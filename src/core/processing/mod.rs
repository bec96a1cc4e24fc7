pub mod align;
pub mod assemble;
pub mod extract;
pub mod flatten;
pub mod grid;
pub mod labels;
pub mod translate;
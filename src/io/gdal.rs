use gdal::{Dataset, errors::GdalError as GdalCrateError};
use ndarray::Array2;
use std::path::{Path, PathBuf};
use thiserror::Error;

use crate::core::georef::{GeoTransform, Georef};
use crate::types::ChipWindow;

/// Errors encountered when using the GDAL raster reader
#[derive(Debug, Error)]
pub enum GdalError {
    #[error("GDAL error: {0}")]
    Gdal(#[from] GdalCrateError),
    #[error("Unsupported format: {0}")]
    UnsupportedFormat(String),
    #[error("Dimension mismatch: expected {0}x{1}, got {2}x{3}")]
    DimensionMismatch(usize, usize, usize, usize),
    #[error("Window {window:?} lies outside a {width}x{height} raster")]
    WindowOutOfBounds {
        window: ChipWindow,
        width: usize,
        height: usize,
    },
}

/// Metadata extracted from a GDAL-supported raster
#[derive(Debug, Clone)]
pub struct GdalMetadata {
    /// Width (pixels) of the raster
    pub size_x: usize,
    /// Height (lines) of the raster
    pub size_y: usize,
    /// Affine geotransform coefficients ([origin_x, pixel_width, rot_x, origin_y, rot_y, pixel_height])
    pub geotransform: [f64; 6],
    /// Projection as `EPSG:n` when an authority code is present, WKT otherwise
    pub projection: String,
    /// No-data sentinel of band 1
    pub nodata: Option<f64>,
}

impl GdalMetadata {
    /// Numeric EPSG code, when the projection carries one.
    pub fn epsg(&self) -> Option<u32> {
        self.projection
            .strip_prefix("EPSG:")
            .and_then(|code| code.parse().ok())
    }
}

/// A georeferenced single-band raster the chipping pipeline can read windows from.
pub trait RasterSource {
    fn georef(&self) -> &Georef;
    fn nodata(&self) -> Option<f64>;
    /// Band 1 values inside `window`, shaped (height, width).
    fn read_window(&self, window: &ChipWindow) -> crate::Result<Array2<f64>>;
}

/// Raster opened through GDAL (GeoTIFF and any other GDAL raster format)
pub struct GdalRaster {
    pub path: PathBuf,
    pub dataset: Dataset,
    pub metadata: GdalMetadata,
    georef: Georef,
}

// Helper to extract EPSG code from WKT authority tag
pub(crate) fn parse_epsg(wkt: &str) -> Option<String> {
    const KEY: &str = "AUTHORITY[\"EPSG\",\"";
    if let Some(idx) = wkt.rfind(KEY) {
        let start = idx + KEY.len();
        if let Some(end) = wkt[start..].find('"') {
            let code = &wkt[start..start + end];
            return Some(format!("EPSG:{}", code));
        }
    }
    None
}

fn normalize_projection(proj: String) -> String {
    if proj.starts_with("EPSG:") {
        proj
    } else if let Some(code) = parse_epsg(&proj) {
        code
    } else {
        proj
    }
}

impl GdalRaster {
    /// Open a GDAL-supported raster (GeoTIFF, ENVI, ...)
    pub fn open<P: AsRef<Path>>(path: P) -> Result<Self, GdalError> {
        let path = path.as_ref();
        let dataset = Dataset::open(path)?;
        let (size_x, size_y) = dataset.raster_size();
        if dataset.raster_count() == 0 {
            return Err(GdalError::UnsupportedFormat(format!(
                "No raster bands found in {}",
                path.display()
            )));
        }
        let geotransform = match dataset.geo_transform() {
            Ok(gt) => gt,
            Err(_) => GeoTransform::identity().coefficients(),
        };
        let projection = normalize_projection(dataset.projection());
        let nodata = dataset.rasterband(1)?.no_data_value();
        let georef = Georef::new(GeoTransform(geotransform), size_x, size_y, projection.clone());
        Ok(GdalRaster {
            path: path.to_path_buf(),
            dataset,
            metadata: GdalMetadata {
                size_x,
                size_y,
                geotransform,
                projection,
                nodata,
            },
            georef,
        })
    }

    /// Read band 1 through `window`, checking the window fits the raster
    fn read_band_window(&self, window: &ChipWindow) -> Result<Array2<f64>, GdalError> {
        let (w, h) = (self.metadata.size_x, self.metadata.size_y);
        if window.col_off + window.width > w || window.row_off + window.height > h {
            return Err(GdalError::WindowOutOfBounds {
                window: *window,
                width: w,
                height: h,
            });
        }
        let band = self.dataset.rasterband(1)?;
        let shape = (window.width, window.height);
        let buf = band.read_as::<f64>(
            (window.col_off as isize, window.row_off as isize),
            shape,
            shape,
            None,
        )?;
        let data_vec = buf.data().to_vec();
        let got = data_vec.len();
        Array2::from_shape_vec((window.height, window.width), data_vec).map_err(|_| {
            GdalError::DimensionMismatch(window.width, window.height, got, 1)
        })
    }
}

impl RasterSource for GdalRaster {
    fn georef(&self) -> &Georef {
        &self.georef
    }

    fn nodata(&self) -> Option<f64> {
        self.metadata.nodata
    }

    fn read_window(&self, window: &ChipWindow) -> crate::Result<Array2<f64>> {
        Ok(self.read_band_window(window)?)
    }
}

═══

* What to produce: The full set of records above must be reproduced exactly in the reply.

* Response below:
filename src/core/processing/mod.rs
repository bec96a1cc4e24fc7
pub mod align;
pub mod assemble;
pub mod extract;
pub mod flatten;
pub mod grid;
pub mod labels;
pub mod translate;
filename src/io/gdal.rs
use gdal::{Dataset, errors::GdalError as GdalCrateError};
use ndarray::Array2;
use std::path::{Path, PathBuf};
use thiserror::Error;

use crate::core::georef::{GeoTransform, Georef};
use crate::types::ChipWindow;

/// Errors encountered when using the GDAL raster reader
#[derive(Debug, Error)]
pub enum GdalError {
    #[error("GDAL error: {0}")]
    Gdal(#[from] GdalCrateError),
    #[error("Unsupported format: {0}")]
    UnsupportedFormat(String),
    #[error("Dimension mismatch: expected {0}x{1}, got {2}x{3}")]
    DimensionMismatch(usize, usize, usize, usize),
    #[error("Window {window:?} lies outside a {width}x{height} raster")]
    WindowOutOfBounds {
        window: ChipWindow,
        width: usize,
        height: usize,
    },
}

/// Metadata extracted from a GDAL-supported raster
#[derive(Debug, Clone)]
pub struct GdalMetadata {
    /// Width (pixels) of the raster
    pub size_x: usize,
    /// Height (lines) of the raster
    pub size_y: usize,
    /// Affine geotransform coefficients ([origin_x, pixel_width, rot_x, origin_y, rot_y, pixel_height])
    pub geotransform: [f64; 6],
    /// Projection as `EPSG:n` when an authority code is present, WKT otherwise
    pub projection: String,
    /// No-data sentinel of band 1
    pub nodata: Option<f64>,
}

impl GdalMetadata {
    /// Numeric EPSG code, when the projection carries one.
    pub fn epsg(&self) -> Option<u32> {
        self.projection
            .strip_prefix("EPSG:")
            .and_then(|code| code.parse().ok())
    }
}

/// A georeferenced single-band raster the chipping pipeline can read windows from.
pub trait RasterSource {
    fn georef(&self) -> &Georef;
    fn nodata(&self) -> Option<f64>;
    /// Band 1 values inside `window`, shaped (height, width).
    fn read_window(&self, window: &ChipWindow) -> crate::Result<Array2<f64>>;
}

/// Raster opened through GDAL (GeoTIFF and any other GDAL raster format)
pub struct GdalRaster {
    pub path: PathBuf,
    pub dataset: Dataset,
    pub metadata: GdalMetadata,
    georef: Georef,
}

// Helper to extract EPSG code from WKT authority tag
pub(crate) fn parse_epsg(wkt: &str) -> Option<String> {
    const KEY: &str = "AUTHORITY[\"EPSG\",\"";
    if let Some(idx) = wkt.rfind(KEY) {
        let start = idx + KEY.len();
        if let Some(end) = wkt[start..].find('"') {
            let code = &wkt[start..start + end];
            return Some(format!("EPSG:{}", code));
        }
    }
    None
}

fn normalize_projection(proj: String) -> String {
    if proj.starts_with("EPSG:") {
        proj
    } else if let Some(code) = parse_epsg(&proj) {
        code
    } else {
        proj
    }
}

impl GdalRaster {
    /// Open a GDAL-supported raster (GeoTIFF, ENVI, ...)
    pub fn open<P: AsRef<Path>>(path: P) -> Result<Self, GdalError> {
        let path = path.as_ref();
        let dataset = Dataset::open(path)?;
        let (size_x, size_y) = dataset.raster_size();
        if dataset.raster_count() == 0 {
            return Err(GdalError::UnsupportedFormat(format!(
                "No raster bands found in {}",
                path.display()
            )));
        }
        let geotransform = match dataset.geo_transform() {
            Ok(gt) => gt,
            Err(_) => GeoTransform::identity().coefficients(),
        };
        let projection = normalize_projection(dataset.projection());
        let nodata = dataset.rasterband(1)?.no_data_value();
        let georef = Georef::new(GeoTransform(geotransform), size_x, size_y, projection.clone());
        Ok(GdalRaster {
            path: path.to_path_buf(),
            dataset,
            metadata: GdalMetadata {
                size_x,
                size_y,
                geotransform,
                projection,
                nodata,
            },
            georef,
        })
    }

    /// Read band 1 through `window`, checking the window fits the raster
    fn read_band_window(&self, window: &ChipWindow) -> Result<Array2<f64>, GdalError> {
        let (w, h) = (self.metadata.size_x, self.metadata.size_y);
        if window.col_off + window.width > w || window.row_off + window.height > h {
            return Err(GdalError::WindowOutOfBounds {
                window: *window,
                width: w,
                height: h,
            });
        }
        let band = self.dataset.rasterband(1)?;
        let shape = (window.width, window.height);
        let buf = band.read_as::<f64>(
            (window.col_off as isize, window.row_off as isize),
            shape,
            shape,
            None,
        )?;
        let data_vec = buf.data().to_vec();
        let got = data_vec.len();
        Array2::from_shape_vec((window.height, window.width), data_vec).map_err(|_| {
            GdalError::DimensionMismatch(window.width, window.height, got, 1)
        })
    }
}

impl RasterSource for GdalRaster {
    fn georef(&self) -> &Georef {
        &self.georef
    }

    fn nodata(&self) -> Option<f64> {
        self.metadata.nodata
    }

    fn read_window(&self, window: &ChipWindow) -> crate::Result<Array2<f64>> {
        Ok(self.read_band_window(window)?)
    }
}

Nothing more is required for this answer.